Enzyme activity is determined by the structure of a particular region of a protein called the active site. The generation of completely new active sites capable of enzyme catalysis is, arguably, one of the most fundamental unsolved problems in molecular biology.

Rational and modern design approaches to this problem have been developed using complex computational methods, but without conclusive results. Indeed, protein engineering studies often suggest that the emergence of completely new enzyme active sites is highly improbable.

But in the actual paper, they do not demonstrate any new active site with a clear functional advantage — certainly not by chance, since they inserted their engineering hands into the work:

Here, we use resurrected Precambrian proteins as scaffolds for protein engineering and demonstrate that a new active site can be generated through a single hydrophobic-to-ionizable amino acid replacement that generates a partially buried group with perturbed physico-chemical properties. We provide experimental and computational evidence that conformational flexibility can assist the emergence and subsequent evolution of new active sites by improving substrate and transition-state binding, through the sampling of many potentially productive conformations.

In essence, they engineered a mythical Precambrian enzyme by intelligent design, and found a way to make it promiscuous. That dog won’t hunt. Instead, we find that Doug Axe is vindicated again; the team admits that finding a new active site is highly improbable. The only reason they believe they “emerged” by chance is because they exist. (See faulty answer #3 again.)

Fossil Innovations

One more angle: the hunt for clear evidence of an innovation arising in the fossil record. David Klinghoffer just wrote about the “Rangeomorph bang” in the Ediacaran fossil record, the sudden appearance of large frond-like extinct organisms before the Cambrian explosion. Here’s another Ediacaran critter called Cloudina (see our discussion in March of this simple creature).

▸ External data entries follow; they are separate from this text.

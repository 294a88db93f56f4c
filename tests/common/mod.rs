//! Common test utilities for integration tests.
//!
//! This module provides reusable page fixtures, mock wiring, and helper
//! functions for exercising the classifier end to end.
//!
//! # Example
//!
//! ```ignore
//! use common::{harness, visit_link};
//!
//! let h = harness();
//! let outcome = h.classifier.on_click(&mut ClickEvent::new(visit_link("/foo")));
//! ```

pub mod mocks;

pub use mocks::*;

use ujs_intercept::adapters::DomNode;

/// Default harness: `data` prefix, current URL `/current`, canned form body.
pub fn harness() -> Harness {
    HarnessBuilder::new().build()
}

/// `<a href=..>` with no opt-in.
pub fn link(href: &str) -> DomNode {
    DomNode::element("a").with_attribute("href", href)
}

/// `<a href=.. data-visit>`
pub fn visit_link(href: &str) -> DomNode {
    link(href).with_attribute("data-visit", "true")
}

/// `<a href=.. data-remote>`
pub fn remote_link(href: &str) -> DomNode {
    link(href).with_attribute("data-remote", "true")
}

/// `<form action=.. method=POST>` with no opt-in.
pub fn form(action: &str) -> DomNode {
    DomNode::element("form")
        .with_attribute("action", action)
        .with_attribute("method", "POST")
}

/// Wrap `node` under `depth` nested `<div>`s inside a `<body>`; returns the body.
#[allow(dead_code)]
pub fn nest(node: DomNode, depth: usize) -> DomNode {
    let mut current = node;
    for _ in 0..depth {
        current = DomNode::element("div").with_child(current);
    }
    DomNode::element("body").with_child(current)
}
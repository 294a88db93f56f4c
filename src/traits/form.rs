//! Platform form-encoding primitive.

use crate::models::FormBody;

/// Captures a form's current field state as a multipart payload.
///
/// The output is passed through to the dispatcher untouched.
pub trait FormEncoder<T> {
    fn encode(&self, form: &T) -> FormBody;
}

impl<T, F> FormEncoder<T> for F
where
    F: Fn(&T) -> FormBody,
{
    fn encode(&self, form: &T) -> FormBody {
        self(form)
    }
}
//! Classifier construction errors.

use thiserror::Error;

use super::category::ErrorCategory;
use super::config::ConfigError;

/// Returned by [`ClassifierBuilder::build`] when the classifier cannot be
/// assembled.
///
/// [`ClassifierBuilder::build`]: crate::classifier::ClassifierBuilder::build
#[derive(Debug, Error)]
pub enum BuildError {
    #[error("no dispatcher or navigator configured")]
    MissingDispatcher,

    #[error("no form encoder configured")]
    MissingFormEncoder,

    #[error(transparent)]
    Config(#[from] ConfigError),
}

impl BuildError {
    pub fn category(&self) -> ErrorCategory {
        match self {
            BuildError::MissingDispatcher | BuildError::MissingFormEncoder => ErrorCategory::Client,
            BuildError::Config(err) => err.category(),
        }
    }

    /// Get a short error code for logging.
    pub fn error_code(&self) -> &'static str {
        match self {
            BuildError::MissingDispatcher => "E_BUILD_DISPATCHER",
            BuildError::MissingFormEncoder => "E_BUILD_FORM_ENCODER",
            BuildError::Config(err) => err.error_code(),
        }
    }
}
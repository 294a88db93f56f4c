//! Access to the application's current location.

/// Synchronous read of the "current URL" held by application state.
///
/// Queried fresh on every graft click that needs a placeholder fallback;
/// implementations must not assume the value is cached.
pub trait StateReader {
    /// The current location, or `None` when state has no location yet.
    fn current_url(&self) -> Option<String>;
}

impl<F> StateReader for F
where
    F: Fn() -> Option<String>,
{
    fn current_url(&self) -> Option<String> {
        self()
    }
}
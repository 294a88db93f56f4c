//! Concrete implementations of the trait abstractions.
//!
//! # Adapters
//!
//! - [`NavigatorDispatcher`] - Default `visit`/`remote` forwarding to a navigator
//! - [`DomNode`] - In-memory element tree usable as an interaction target
//! - [`FieldEncoder`] - Form field capture for [`DomNode`] forms
//!
//! # Mock Implementations
//!
//! The [`mock`] submodule provides test doubles:
//! - [`mock::RecordingDispatcher`] - Records dispatch calls
//! - [`mock::RecordingNavigator`] - Records navigation intents
//! - [`mock::StaticStateReader`] - Settable current location
//! - [`mock::StaticFormEncoder`] - Canned form payload
//! - [`mock::ScriptedConfirmer`] - Fixed confirmation answer

pub mod dom;
pub mod field_encoder;
pub mod mock;
pub mod navigator_dispatch;

pub use dom::DomNode;
pub use field_encoder::FieldEncoder;
pub use mock::{
    RecordingDispatcher, RecordingNavigator, ScriptedConfirmer, StaticFormEncoder,
    StaticStateReader,
};
pub use navigator_dispatch::NavigatorDispatcher;
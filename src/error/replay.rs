//! Replay fixture errors.

use std::path::PathBuf;
use thiserror::Error;

use super::build::BuildError;
use super::category::ErrorCategory;

/// Failures while loading or running a replay fixture.
#[derive(Debug, Error)]
pub enum ReplayError {
    #[error("failed to read fixture {}: {source}", path.display())]
    Io {
        path: PathBuf,
        #[source]
        source: std::io::Error,
    },

    #[error("failed to parse fixture: {0}")]
    Parse(#[from] serde_json::Error),

    #[error("event {index} targets unknown element id {id:?}")]
    UnknownTarget { index: usize, id: String },

    #[error(transparent)]
    Build(#[from] BuildError),
}

impl ReplayError {
    pub fn category(&self) -> ErrorCategory {
        match self {
            ReplayError::Io { .. } => ErrorCategory::System,
            ReplayError::Parse(_) | ReplayError::UnknownTarget { .. } => ErrorCategory::User,
            ReplayError::Build(err) => err.category(),
        }
    }

    /// Get a short error code for logging.
    pub fn error_code(&self) -> &'static str {
        match self {
            ReplayError::Io { .. } => "E_REPLAY_IO",
            ReplayError::Parse(_) => "E_REPLAY_PARSE",
            ReplayError::UnknownTarget { .. } => "E_REPLAY_TARGET",
            ReplayError::Build(err) => err.error_code(),
        }
    }
}
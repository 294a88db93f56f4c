//! Fixture format for recorded interactions.

use serde::{Deserialize, Serialize};
use std::collections::BTreeMap;
use std::path::Path;

use crate::adapters::DomNode;
use crate::error::ReplayError;
use crate::models::{Modifiers, MouseButton};

/// A page snapshot plus the interactions performed on it.
#[derive(Debug, Clone, PartialEq, Serialize, Deserialize)]
pub struct Fixture {
    /// What the state reader reports as the current location
    #[serde(default, skip_serializing_if = "Option::is_none")]
    pub current_url: Option<String>,
    /// Scripted answer to every confirmation prompt; no prompts when absent
    #[serde(default, skip_serializing_if = "Option::is_none")]
    pub confirm: Option<bool>,
    pub page: ElementSpec,
    #[serde(default)]
    pub events: Vec<ReplayEvent>,
}

impl Fixture {
    pub fn from_json_str(json: &str) -> Result<Self, ReplayError> {
        Ok(serde_json::from_str(json)?)
    }

    pub fn load(path: &Path) -> Result<Self, ReplayError> {
        let contents = std::fs::read_to_string(path).map_err(|source| ReplayError::Io {
            path: path.to_path_buf(),
            source,
        })?;
        Self::from_json_str(&contents)
    }
}

/// Serialized element: tag, attributes and children.
#[derive(Debug, Clone, PartialEq, Eq, Serialize, Deserialize)]
pub struct ElementSpec {
    pub tag: String,
    #[serde(default)]
    pub attributes: BTreeMap<String, String>,
    #[serde(default)]
    pub children: Vec<ElementSpec>,
}

impl ElementSpec {
    /// Materialize this spec as a detached [`DomNode`] subtree.
    pub fn build(&self) -> DomNode {
        let node = DomNode::element(&self.tag);
        for (name, value) in &self.attributes {
            node.set_attribute(name, value);
        }
        for child in &self.children {
            node.append_child(&child.build());
        }
        node
    }
}

/// One recorded interaction; `target` is the `id` attribute of an element.
#[derive(Debug, Clone, PartialEq, Eq, Serialize, Deserialize)]
#[serde(tag = "type", rename_all = "snake_case")]
pub enum ReplayEvent {
    Click {
        target: String,
        #[serde(default)]
        button: MouseButton,
        #[serde(default)]
        modifiers: Modifiers,
    },
    Submit {
        target: String,
    },
}

impl ReplayEvent {
    pub fn name(&self) -> &'static str {
        match self {
            ReplayEvent::Click { .. } => "click",
            ReplayEvent::Submit { .. } => "submit",
        }
    }

    pub fn target(&self) -> &str {
        match self {
            ReplayEvent::Click { target, .. } | ReplayEvent::Submit { target } => target,
        }
    }
}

A paper in Nature Scientific Reports looks into “Ecological interactions in Cloudina from the Ediacaran of Brazil: implications for the rise of animal biomineralization.” The word “innovation” appears three times here, so let’s look for a true chance innovation.

  • At the Ediacaran/Cambrian boundary, ecosystems witnessed an unparalleled biological innovation: the appearance of shelled animals.
  • The Ediacaran Period (635–541 Ma) was marked by the record of enigmatic macroscopic organisms. This time interval embraces the first record of fossilized animals, including biomineralizers (e.g., Namacalathus, Cloudina), and vagile bilateria (e.g., Kimberella), as well as their innovative ecological interactions, such as macrophagous predation and competition.
  • Biomineralization among animals was one of the most impactful innovations in the history of life, and it affected sedimentological regimes and biogeochemical cycles and led to the complexification of benthic ecosystems and ecological interactions.

Unfortunately, all the talk of innovation here falls under the third fallacy we discussed in the opening: ideological assumptions. Their evidence boils down to, “It’s there, design is verboten, therefore it evolved.”

These evolutionary novelties led to the escalation and systematic organization of food webs, guilds and niches during the Cambrian radiation. It was the dawn of animal life.

The Rhapsody in Blue performance was nice, but we came for the magic act. We were looking for a rabbit to emerge out of a hat without a magician. We found a pre-existing rabbit and a hat, but no connection between the two.


In summary, we went looking for evidence of true innovation by chance. Evolutionists desperately tried to provide examples, but each time vanished in a cloud of suggestions. All prospective examples fell into the three faulty answers that disqualify them as scientific.

What really impressed us were the frequent admissions that the emergence of novel function is highly improbable, and “one of the most fundamental unsolved problems in molecular biology” — evolutionary molecular biology, that is.